Protein Metabolism I Flashcards
aminoacyl-tRNA synthetases
responsible for attaching amino acids to the 3’ CCA end of a tRNA
Stop Codons
UAA, UAG, UGA
Wobble Hypothesis
Canonical base pairing w/1st two codon bases (normal base rules); non canonical base pairing is possible at third site (non-normal base pairing);
Why is the wobble effect hypothesis important?
1) kinetic advantage - faster protein synthesis 2) tRNA can dissociate more readily from the RNA template.
How do aminoacyl-tRNA synthetases apply the correct amino acid?
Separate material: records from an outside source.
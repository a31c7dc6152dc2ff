//! Decoded in-memory photo shared between the list, the viewer and exports.

use image::RgbImage;
use std::sync::Arc;

/// A decoded RGB8 raster.
///
/// Cloning is cheap: the pixel buffer is reference counted, so rows, the
/// full-screen overlay and export workers all see the same pixels.
#[derive(Clone, Debug)]
pub struct Photo {
    pixels: Arc<RgbImage>,
}

impl Photo {
    pub fn new(pixels: RgbImage) -> Self {
        Self {
            pixels: Arc::new(pixels),
        }
    }

    pub fn width(&self) -> u32 {
        self.pixels.width()
    }

    pub fn height(&self) -> u32 {
        self.pixels.height()
    }

    pub fn pixels(&self) -> &RgbImage {
        &self.pixels
    }

    /// Returns true when both handles refer to the same decoded buffer.
    pub fn ptr_eq(&self, other: &Photo) -> bool {
        Arc::ptr_eq(&self.pixels, &other.pixels)
    }
}

#[cfg(test)]
pub(crate) fn solid_photo(width: u32, height: u32, rgb: [u8; 3]) -> Photo {
    Photo::new(RgbImage::from_pixel(width, height, image::Rgb(rgb)))
}

#[cfg(test)]
mod tests {
    use super::*;

    #[test]
    fn clones_share_pixels() {
        let photo = solid_photo(4, 3, [1, 2, 3]);
        let clone = photo.clone();
        let other = solid_photo(4, 3, [1, 2, 3]);

        assert!(photo.ptr_eq(&clone));
        assert!(!photo.ptr_eq(&other));
        assert_eq!((clone.width(), clone.height()), (4, 3));
    }
}
//! Helper functions to set groups of GalleryState properties.

use log::error;
use slint::ComponentHandle;

/// Sets the status line from the number of shown photos and load failures.
pub fn set_photo_status(ui: &crate::AppWindow, shown: usize, failed: usize) {
    let message = match (shown, failed) {
        (0, 0) => String::new(),
        (shown, 0) => format!("{} photo(s)", shown),
        (shown, failed) => format!("{} photo(s), {} failed to load", shown, failed),
    };
    ui.global::<crate::GalleryState>()
        .set_status_message(message.into());
}

/// Sets an error message in the status line with a prefix.
///
/// Logs the error as well.
pub fn set_error_with_prefix(ui: &crate::AppWindow, prefix: &str, error: String) {
    let error_message = format!("{}: {}", prefix, error);
    error!("{}", error_message);
    ui.global::<crate::GalleryState>()
        .set_status_message(error_message.into());
}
They check for base pairing within’ the tRNA, and they also analyze modified bases.
Aminoacyl tRNA synthetase Reaction
Goal: form an ester linkage between AA and tRNA. 1) charged with ATP forming AA-AMP intermediate. 2) Aminoacyl-AMP + tRNA goes to Aminoacyl-tRNA + AMP
Class I aminoacyl-tRNA synthetases
1) Accommodate larger, more hydrophobic amino acid substrates; 2) enzymes are monomers
Class II aminoacyl-tRNA synthetases
1) Accommodate smaller, more hydrophillic amino acid substrates 2) enzymes are dimers or multimers.
Step 2 difference between class I and class II aminoacyl-tRNA synthetases
1) class I aminoacyl-tRNA synthetases transfer AA to the 2’OH first then to the 3’ OH via a transesterification reaction. 2) class II transfers AA directly to 3’OH
Aminoacyl-tRNA synthetase sites
site 1: catalytic domain (interacts with the tRNA 3’end to load AA) ; site 2: variable domain ( interacts with the specific bases on the tRNA that identify the tRNA)
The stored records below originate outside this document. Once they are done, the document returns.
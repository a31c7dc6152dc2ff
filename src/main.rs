// Prevent console window in addition to Slint window in Windows release builds when, e.g., starting the app via file manager. Ignored on other platforms.
#![cfg_attr(not(debug_assertions), windows_subsystem = "windows")]

slint::include_modules!();

mod adapter;
mod config;
mod error;
mod export;
mod file_utils;
mod image_loader;
mod photo;
mod startup;
mod state;
mod ui;
mod viewer;

fn main() -> Result<(), Box<dyn std::error::Error>> {
    let mut logger = env_logger::Builder::from_default_env();
    #[cfg(debug_assertions)]
    logger.filter_level(log::LevelFilter::Debug);
    logger.init();

    let app = AppWindow::new()?;
    let app_state = state::AppState::new(&app);

    // Setup all UI event handlers
    ui::setup_handlers(&app, &app_state);
    startup::configure_startup_loading(&app);

    app.run()?;

    // Queued exports that have not started are dropped with the window.
    let pending = app_state.exports.pending();
    if pending > 0 {
        log::info!("Window closed with {} export(s) pending", pending);
    }
    app_state.exports.cancel_pending();
    if !app_state.exports.wait_idle(config::EXPORT_DRAIN_TIMEOUT) {
        log::warn!(
            "Abandoning {} export(s) still running after {:?}",
            app_state.exports.pending(),
            config::EXPORT_DRAIN_TIMEOUT
        );
    }

    Ok(())
}
use slint::ComponentHandle;
use std::path::PathBuf;

use crate::ui::photo_loading::load_photos_in_background;

fn startup_inputs_from_args() -> Vec<PathBuf> {
    std::env::args_os()
        .skip(1)
        .filter_map(|arg| {
            let arg_str = arg.to_string_lossy();
            if arg_str.starts_with('-') {
                None
            } else {
                Some(PathBuf::from(arg))
            }
        })
        .filter(|path| path.is_dir() || crate::file_utils::is_supported_image(path))
        .collect()
}

/// Loads folders or image files given on the command line.
pub fn configure_startup_loading(app: &crate::AppWindow) {
    let inputs = startup_inputs_from_args();
    if inputs.is_empty() {
        return;
    }

    log::info!("Loading {} startup input(s)", inputs.len());
    load_photos_in_background(app.as_weak(), inputs, "Failed to load startup photos");
}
Specificity of aminoacyl-tRNA synthetases to tRNA
1) one or more bases in anticodon 2) one or more bases in the acceptor stem 3) discriminator base 73
Where does high fidelity of tRNA synthetases come from?
1) Size exclusion 2) editing pre-transfer 3) editing post-transfer.
Editing pre-transfer
aminoacyl-tRNA synthetase accomodates activated amino acid; if rejected pre-transfer, then aminoacyl-adenylate is hydrolyzed
Editing post-transfer
amino-acyl tRNA synthetase; if rejection occurs post transfer AA is cleaved from tRNA
Dbp5
helicase; uses atp; pulls mRNA transcripts out of the nuclear pore
Because prokaryotic mRNA is not capped, how are they recognized by ribosomes?
1) 3’ end of 16srRNA is recognized by purine rich shine-dalgarno sequence
Initiation of transcription in Eukaryotes
1) Ribosome binds to 5’ cap with the aid of proteins IRES 2) Ribosome scans for AUG
Pre-rRNA transcript
1) DNA segment that leads to the production of 30S subunit, 50S subunit; and the tRNA in prokaryotes. 2) methylation of pre-rRNA transcript 3) methylation guides proteins to cut transcript.
Puromycin
antibiotic; binds to the ribosomal catalytic site blocking protein synthesis.
GAPs
GTPase- activating protein; promotes the hydrolysis pf GTP by EFTu once aminoacyl-tRNA is in the A site
GEF
guanine-nucleotide exchange factors; recharge GDP to GTP
Prokaryotic initiation
1) Ribosome recognizes shine-dalgarno sequence. 3’ end of the ribosome has a pyrimidine rich sequence that recognizes purine rich segment on 5’ end of mRNA.
30S initiation complex components
1) 3x IF-x 2) GTP 3) fmet-tRNAfmet, mRNA, and 30S ribosomal subunit.
EFTu
elongation factor that brings tRNA to ribosome; formal group inhibits fmet-tRNAmet from interacting with EFTu; formal groups only in prokaryotes.